───── Exercise data

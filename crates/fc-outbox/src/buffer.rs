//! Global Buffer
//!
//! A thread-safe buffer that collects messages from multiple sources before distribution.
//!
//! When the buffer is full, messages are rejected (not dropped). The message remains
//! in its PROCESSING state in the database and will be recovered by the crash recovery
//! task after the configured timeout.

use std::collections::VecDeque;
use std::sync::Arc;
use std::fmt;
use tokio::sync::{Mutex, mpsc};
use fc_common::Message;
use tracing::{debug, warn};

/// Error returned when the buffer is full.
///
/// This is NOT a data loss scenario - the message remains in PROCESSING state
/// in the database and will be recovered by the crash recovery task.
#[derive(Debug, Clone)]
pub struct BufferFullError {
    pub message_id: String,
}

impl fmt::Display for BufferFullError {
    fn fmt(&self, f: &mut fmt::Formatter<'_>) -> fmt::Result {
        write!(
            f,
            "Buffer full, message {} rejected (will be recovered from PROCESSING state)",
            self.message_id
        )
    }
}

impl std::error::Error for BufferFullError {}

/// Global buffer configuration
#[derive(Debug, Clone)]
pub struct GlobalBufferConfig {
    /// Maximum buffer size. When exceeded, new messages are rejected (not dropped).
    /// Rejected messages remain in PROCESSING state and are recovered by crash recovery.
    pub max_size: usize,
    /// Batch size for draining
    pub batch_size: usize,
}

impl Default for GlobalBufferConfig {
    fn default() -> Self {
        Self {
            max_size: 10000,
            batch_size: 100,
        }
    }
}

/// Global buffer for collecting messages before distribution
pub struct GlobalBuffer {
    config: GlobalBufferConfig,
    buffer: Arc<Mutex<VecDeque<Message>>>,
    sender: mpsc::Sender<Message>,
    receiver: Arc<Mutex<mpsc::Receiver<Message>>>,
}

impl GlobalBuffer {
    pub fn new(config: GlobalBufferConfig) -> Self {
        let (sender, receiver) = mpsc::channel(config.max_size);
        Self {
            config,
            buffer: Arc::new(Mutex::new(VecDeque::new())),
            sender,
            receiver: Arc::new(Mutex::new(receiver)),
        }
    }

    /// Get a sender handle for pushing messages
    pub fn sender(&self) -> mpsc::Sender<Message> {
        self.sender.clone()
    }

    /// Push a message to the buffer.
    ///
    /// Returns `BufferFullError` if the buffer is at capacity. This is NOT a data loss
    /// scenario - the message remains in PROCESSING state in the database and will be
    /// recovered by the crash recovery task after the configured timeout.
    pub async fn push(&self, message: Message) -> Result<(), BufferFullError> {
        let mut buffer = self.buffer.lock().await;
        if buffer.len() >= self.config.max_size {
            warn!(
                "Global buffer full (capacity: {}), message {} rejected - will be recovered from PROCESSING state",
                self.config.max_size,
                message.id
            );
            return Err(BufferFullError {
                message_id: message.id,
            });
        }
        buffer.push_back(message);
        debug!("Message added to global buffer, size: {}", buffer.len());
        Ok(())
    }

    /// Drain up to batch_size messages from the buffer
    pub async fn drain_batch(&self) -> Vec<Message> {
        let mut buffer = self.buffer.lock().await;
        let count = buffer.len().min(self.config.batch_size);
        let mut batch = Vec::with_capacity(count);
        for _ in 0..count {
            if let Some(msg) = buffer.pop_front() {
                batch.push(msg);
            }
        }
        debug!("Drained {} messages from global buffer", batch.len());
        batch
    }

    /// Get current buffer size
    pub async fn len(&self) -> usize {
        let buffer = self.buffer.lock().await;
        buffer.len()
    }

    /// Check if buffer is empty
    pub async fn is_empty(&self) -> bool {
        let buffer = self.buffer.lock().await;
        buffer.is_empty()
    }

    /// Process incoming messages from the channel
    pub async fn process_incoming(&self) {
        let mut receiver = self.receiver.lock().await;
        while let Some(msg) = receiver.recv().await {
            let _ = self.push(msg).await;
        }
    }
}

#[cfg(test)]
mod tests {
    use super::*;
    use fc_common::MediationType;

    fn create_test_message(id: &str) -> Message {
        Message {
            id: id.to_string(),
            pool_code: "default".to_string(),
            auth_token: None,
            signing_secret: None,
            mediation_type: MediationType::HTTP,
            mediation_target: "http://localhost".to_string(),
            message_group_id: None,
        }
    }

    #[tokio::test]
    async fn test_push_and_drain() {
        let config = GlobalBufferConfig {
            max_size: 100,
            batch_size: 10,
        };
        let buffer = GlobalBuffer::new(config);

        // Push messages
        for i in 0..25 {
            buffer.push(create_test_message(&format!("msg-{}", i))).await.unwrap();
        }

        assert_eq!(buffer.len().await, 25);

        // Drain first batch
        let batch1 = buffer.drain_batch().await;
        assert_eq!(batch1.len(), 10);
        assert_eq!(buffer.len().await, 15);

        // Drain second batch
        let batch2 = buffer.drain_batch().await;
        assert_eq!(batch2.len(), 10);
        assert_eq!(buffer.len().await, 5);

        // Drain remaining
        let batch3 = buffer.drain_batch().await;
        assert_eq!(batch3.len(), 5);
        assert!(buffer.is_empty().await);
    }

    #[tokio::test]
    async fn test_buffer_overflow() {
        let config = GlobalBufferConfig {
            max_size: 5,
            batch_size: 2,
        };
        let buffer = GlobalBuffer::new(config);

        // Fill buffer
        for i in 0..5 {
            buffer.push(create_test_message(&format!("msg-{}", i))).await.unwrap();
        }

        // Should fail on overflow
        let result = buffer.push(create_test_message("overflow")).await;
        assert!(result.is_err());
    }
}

──────────

Your goal: Which of the lines in the data hold the string "timeout"? Report each of them by copying it.

Solution for this task:
//! task after the configured timeout.
    /// recovered by the crash recovery task after the configured timeout.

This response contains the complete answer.